Vorig jaar hebben de bonden hun inzet rondom het vroegpensioen op tafel gelegd. Daarin pleitten zij voor een vroegpensioenregeling voor alle politiemedewerkers en kwamen zij met een plan om het capaciteitsprobleem aan te pakken via aanpassing van het politieonderwijs. Na enkele weken onderhandelen bleek dat de standpunten van beide partijen mijlenver uit elkaar bleven liggen.
Om te peilen hoe de politiecollega’s aankeken tegen de inzet van de werkgever en de inzet van de bonden werd er een digitale peiling uitgezet en waren er 3 bijeenkomsten in het land. Ruim 9.000 collega’s vulden de peiling in, waarna de conclusie werd getrokken dat meer dan 90 procent achter de bonden staat. Ook bij de bijeenkomsten in de zaal was hier geen twijfel over mogelijk.

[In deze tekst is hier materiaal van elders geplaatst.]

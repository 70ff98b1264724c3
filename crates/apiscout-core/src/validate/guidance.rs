use indexmap::IndexSet;

use super::{FieldResult, ValidationGuidance, ValidationReport};
use crate::discovery::{EnrichedOperation, ParameterInfo};
use crate::schema::model::render_value;
use crate::schema::{IssueKind, example_value};

pub fn build(report: &ValidationReport, op: &EnrichedOperation) -> ValidationGuidance {
    let parameters = report
        .parameters
        .iter()
        .filter(|(_, result)| !result.valid)
        .map(|(name, result)| {
            let text = match op.parameter(name) {
                Some(param) => parameter_guidance(param, result),
                None => format!("Parameter '{name}' validation failed"),
            };
            (name.clone(), text)
        })
        .collect();
    let body = report
        .request_body
        .as_ref()
        .filter(|b| !b.valid)
        .map(|b| body_guidance(op, b));
    ValidationGuidance {
        summary: summary(report),
        parameters,
        body,
    }
}

pub fn summary(report: &ValidationReport) -> String {
    match report.error_count() {
        0 => "Request validation passed successfully".to_string(),
        1 => "Request validation failed with 1 error".to_string(),
        n => format!("Request validation failed with {n} errors"),
    }
}

/// Explain each failure of one parameter, then show an acceptable value.
pub fn parameter_guidance(param: &ParameterInfo, result: &FieldResult) -> String {
    let name = &param.name;
    let node = param.schema.as_node();
    let mut parts: IndexSet<String> = IndexSet::new();
    for issue in &result.errors {
        let text = match issue.kind {
            IssueKind::Required => format!("Parameter '{name}' is required for this operation."),
            IssueKind::Type => format!(
                "Parameter '{name}' must be of type {}.",
                param.schema.type_name()
            ),
            IssueKind::Length => match node.map(|n| (n.min_length, n.max_length)) {
                Some((Some(min), Some(max))) => {
                    format!("Parameter '{name}' must be between {min} and {max} characters.")
                }
                _ => format!("Parameter '{name}' {}.", issue.message),
            },
            IssueKind::Pattern => match node.and_then(|n| n.pattern.as_ref()) {
                Some(pattern) => format!("Parameter '{name}' must match pattern: {pattern}."),
                None => format!("Parameter '{name}' {}.", issue.message),
            },
            IssueKind::Range | IssueKind::Enum | IssueKind::Format | IssueKind::Items => {
                format!("Parameter '{name}' {}.", issue.message)
            }
            _ => format!("Parameter '{name}': {}.", issue.message),
        };
        parts.insert(text);
    }
    let example = param
        .example
        .clone()
        .unwrap_or_else(|| example_value(&param.schema));
    if !example.is_null() {
        parts.insert(format!("Example: {}", render_value(&example)));
    }
    parts.into_iter().collect::<Vec<_>>().join(" ")
}

pub fn body_guidance(op: &EnrichedOperation, result: &FieldResult) -> String {
    let Some(ref declared) = op.request_body else {
        return "This operation does not expect a request body. Send the request without one."
            .to_string();
    };
    if result.has(IssueKind::Required) && result.errors.iter().any(|e| e.path.is_empty()) {
        return format!(
            "This operation requires a request body. Supported content types: {}.",
            declared.content_types.join(", ")
        );
    }

    let mut parts: IndexSet<String> = IndexSet::new();
    parts.insert("Request body validation failed.".to_string());
    for issue in &result.errors {
        let text = match issue.kind {
            IssueKind::Required => "Ensure all required fields are included.",
            IssueKind::Type => "Check that field types match the expected schema.",
            IssueKind::Format => "Verify that field formats (email, date, etc.) are correct.",
            IssueKind::AdditionalProperty => "Remove fields the schema does not declare.",
            IssueKind::Composition => "Make sure the body matches one of the allowed shapes.",
            _ => "Check that field values satisfy the declared constraints.",
        };
        parts.insert(text.to_string());
    }
    if !declared.content_types.is_empty() {
        parts.insert(format!(
            "Supported content types: {}.",
            declared.content_types.join(", ")
        ));
    }
    if let Some(ref schema) = declared.schema {
        parts.insert(format!("Expected schema type: {}.", schema.type_name()));
    }
    parts.into_iter().collect::<Vec<_>>().join(" ")
}

/// One imperative sentence per failing field and error category.
pub fn suggestions(report: &ValidationReport, op: &EnrichedOperation) -> Vec<String> {
    let mut out: IndexSet<String> = IndexSet::new();
    if report.valid {
        return Vec::new();
    }

    for (name, result) in report.parameters.iter().filter(|(_, r)| !r.valid) {
        for issue in &result.errors {
            let text = match issue.kind {
                IssueKind::Required => format!("Add the required parameter '{name}' to your request"),
                IssueKind::Type => format!(
                    "Convert parameter '{name}' to the correct type ({})",
                    result.expected_type
                ),
                IssueKind::Range
                | IssueKind::Length
                | IssueKind::Pattern
                | IssueKind::Enum
                | IssueKind::Items => format!(
                    "Adjust parameter '{name}' to meet constraints: {}",
                    result.constraints
                ),
                _ => format!(
                    "Fix validation error for parameter '{name}': {}",
                    issue.message
                ),
            };
            out.insert(text);
        }
    }

    if let Some(body) = report.request_body.as_ref().filter(|b| !b.valid) {
        if body.has(IssueKind::UnexpectedBody) {
            out.insert("Remove the request body; this operation does not accept one".to_string());
        } else {
            out.insert(
                "Review request body structure and ensure it matches the expected schema"
                    .to_string(),
            );
            if op
                .request_body
                .as_ref()
                .is_some_and(|b| !b.examples.is_empty())
            {
                out.insert(
                    "Refer to the provided examples for correct request body format".to_string(),
                );
            }
        }
    }

    if out.len() > 2 {
        out.insert(
            "Consider using request validation tools or API documentation for guidance"
                .to_string(),
        );
    }
    out.into_iter().collect()
}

De collega’s gaven aan dat het overgrote deel van de politiemedewerkers werk doet – of heeft gedaan – onder zware omstandigheden en dat er daarom geen onderscheid mag komen wie er wel of geen gebruik mag maken van de vroegpensioenregeling.

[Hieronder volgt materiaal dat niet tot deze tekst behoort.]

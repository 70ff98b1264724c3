use indexmap::IndexMap;
use serde::{Deserialize, Serialize};

use super::parameter::ParameterOrRef;
use super::request_body::RequestBodyOrRef;
use super::response::ResponseOrRef;
use super::security::SecurityRequirement;
use super::server::Server;

/// The eight HTTP verbs a path item can declare, in declaration order.
pub const HTTP_METHODS: [&str; 8] = [
    "GET", "PUT", "POST", "DELETE", "OPTIONS", "HEAD", "PATCH", "TRACE",
];

/// An API operation.
#[derive(Debug, Clone, PartialEq, Default, Serialize, Deserialize)]
pub struct Operation {
    #[serde(rename = "operationId", skip_serializing_if = "Option::is_none")]
    pub operation_id: Option<String>,

    #[serde(skip_serializing_if = "Option::is_none")]
    pub summary: Option<String>,

    #[serde(skip_serializing_if = "Option::is_none")]
    pub description: Option<String>,

    #[serde(default, skip_serializing_if = "Vec::is_empty")]
    pub tags: Vec<String>,

    #[serde(default, skip_serializing_if = "Vec::is_empty")]
    pub parameters: Vec<ParameterOrRef>,

    #[serde(rename = "requestBody", skip_serializing_if = "Option::is_none")]
    pub request_body: Option<RequestBodyOrRef>,

    #[serde(default, skip_serializing_if = "IndexMap::is_empty")]
    pub responses: IndexMap<String, ResponseOrRef>,

    #[serde(skip_serializing_if = "Option::is_none")]
    pub deprecated: Option<bool>,

    /// `None` inherits the document requirements; `Some(vec![])` disables auth.
    #[serde(skip_serializing_if = "Option::is_none")]
    pub security: Option<Vec<SecurityRequirement>>,

    #[serde(default, skip_serializing_if = "Vec::is_empty")]
    pub servers: Vec<Server>,
}

/// A path item, containing operations keyed by HTTP method.
#[derive(Debug, Clone, PartialEq, Default, Serialize, Deserialize)]
pub struct PathItem {
    #[serde(skip_serializing_if = "Option::is_none")]
    pub summary: Option<String>,

    #[serde(skip_serializing_if = "Option::is_none")]
    pub description: Option<String>,

    #[serde(default, skip_serializing_if = "Vec::is_empty")]
    pub parameters: Vec<ParameterOrRef>,

    #[serde(default, skip_serializing_if = "Vec::is_empty")]
    pub servers: Vec<Server>,

    #[serde(skip_serializing_if = "Option::is_none")]
    pub get: Option<Operation>,
    #[serde(skip_serializing_if = "Option::is_none")]
    pub post: Option<Operation>,
    #[serde(skip_serializing_if = "Option::is_none")]
    pub put: Option<Operation>,
    #[serde(skip_serializing_if = "Option::is_none")]
    pub delete: Option<Operation>,
    #[serde(skip_serializing_if = "Option::is_none")]
    pub patch: Option<Operation>,
    #[serde(skip_serializing_if = "Option::is_none")]
    pub options: Option<Operation>,
    #[serde(skip_serializing_if = "Option::is_none")]
    pub head: Option<Operation>,
    #[serde(skip_serializing_if = "Option::is_none")]
    pub trace: Option<Operation>,
}

impl PathItem {
    /// The declared operations paired with their uppercase verb.
    pub fn operations(&self) -> Vec<(&'static str, &Operation)> {
        let mut ops = Vec::new();
        macro_rules! add_op {
            ($method:expr, $field:expr) => {
                if let Some(ref op) = $field {
                    ops.push(($method, op));
                }
            };
        }
        add_op!("GET", self.get);
        add_op!("PUT", self.put);
        add_op!("POST", self.post);
        add_op!("DELETE", self.delete);
        add_op!("OPTIONS", self.options);
        add_op!("HEAD", self.head);
        add_op!("PATCH", self.patch);
        add_op!("TRACE", self.trace);
        ops
    }

    pub fn operations_mut(&mut self) -> Vec<&mut Operation> {
        [
            &mut self.get,
            &mut self.put,
            &mut self.post,
            &mut self.delete,
            &mut self.options,
            &mut self.head,
            &mut self.patch,
            &mut self.trace,
        ]
        .into_iter()
        .filter_map(Option::as_mut)
        .collect()
    }
}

Daarnaast willen ze dat de politiebonden alleen doorgaan met onderhandelen wanneer er één afsprakenpakket wordt gemaakt over aanpassing van het politieonderwijs en de RVU-regeling.
Pensioenakkoord
Tijdens de cao-onderhandelingen in 2017 wilden de bonden een regeling afspreken die vervoegd uitreden van politiemensen mogelijk maakt. Dit was toen nog vrijwel onmogelijk, aangezien zo’n regeling bestraft werd met een fiscale boete van meer dan 50 procent. De bonden besloten hierop in de cao een stuk tekst op te nemen dat wanneer er gedurende de looptijd van de cao wel wettelijke ruimte zou komen voor vervroegd uitreden, we het overleg hierover zouden heropenen. Vervolgens hebben zij samen met hun achterban de druk op het kabinet flink opgevoerd, onder andere door steeds intensievere collectieve acties. Toen in 2019 het pensioenakkoord werd afgesloten kwam de benodigde ruimte er en stond de weg naar een vroegpensioen voor politiemedewerkers open.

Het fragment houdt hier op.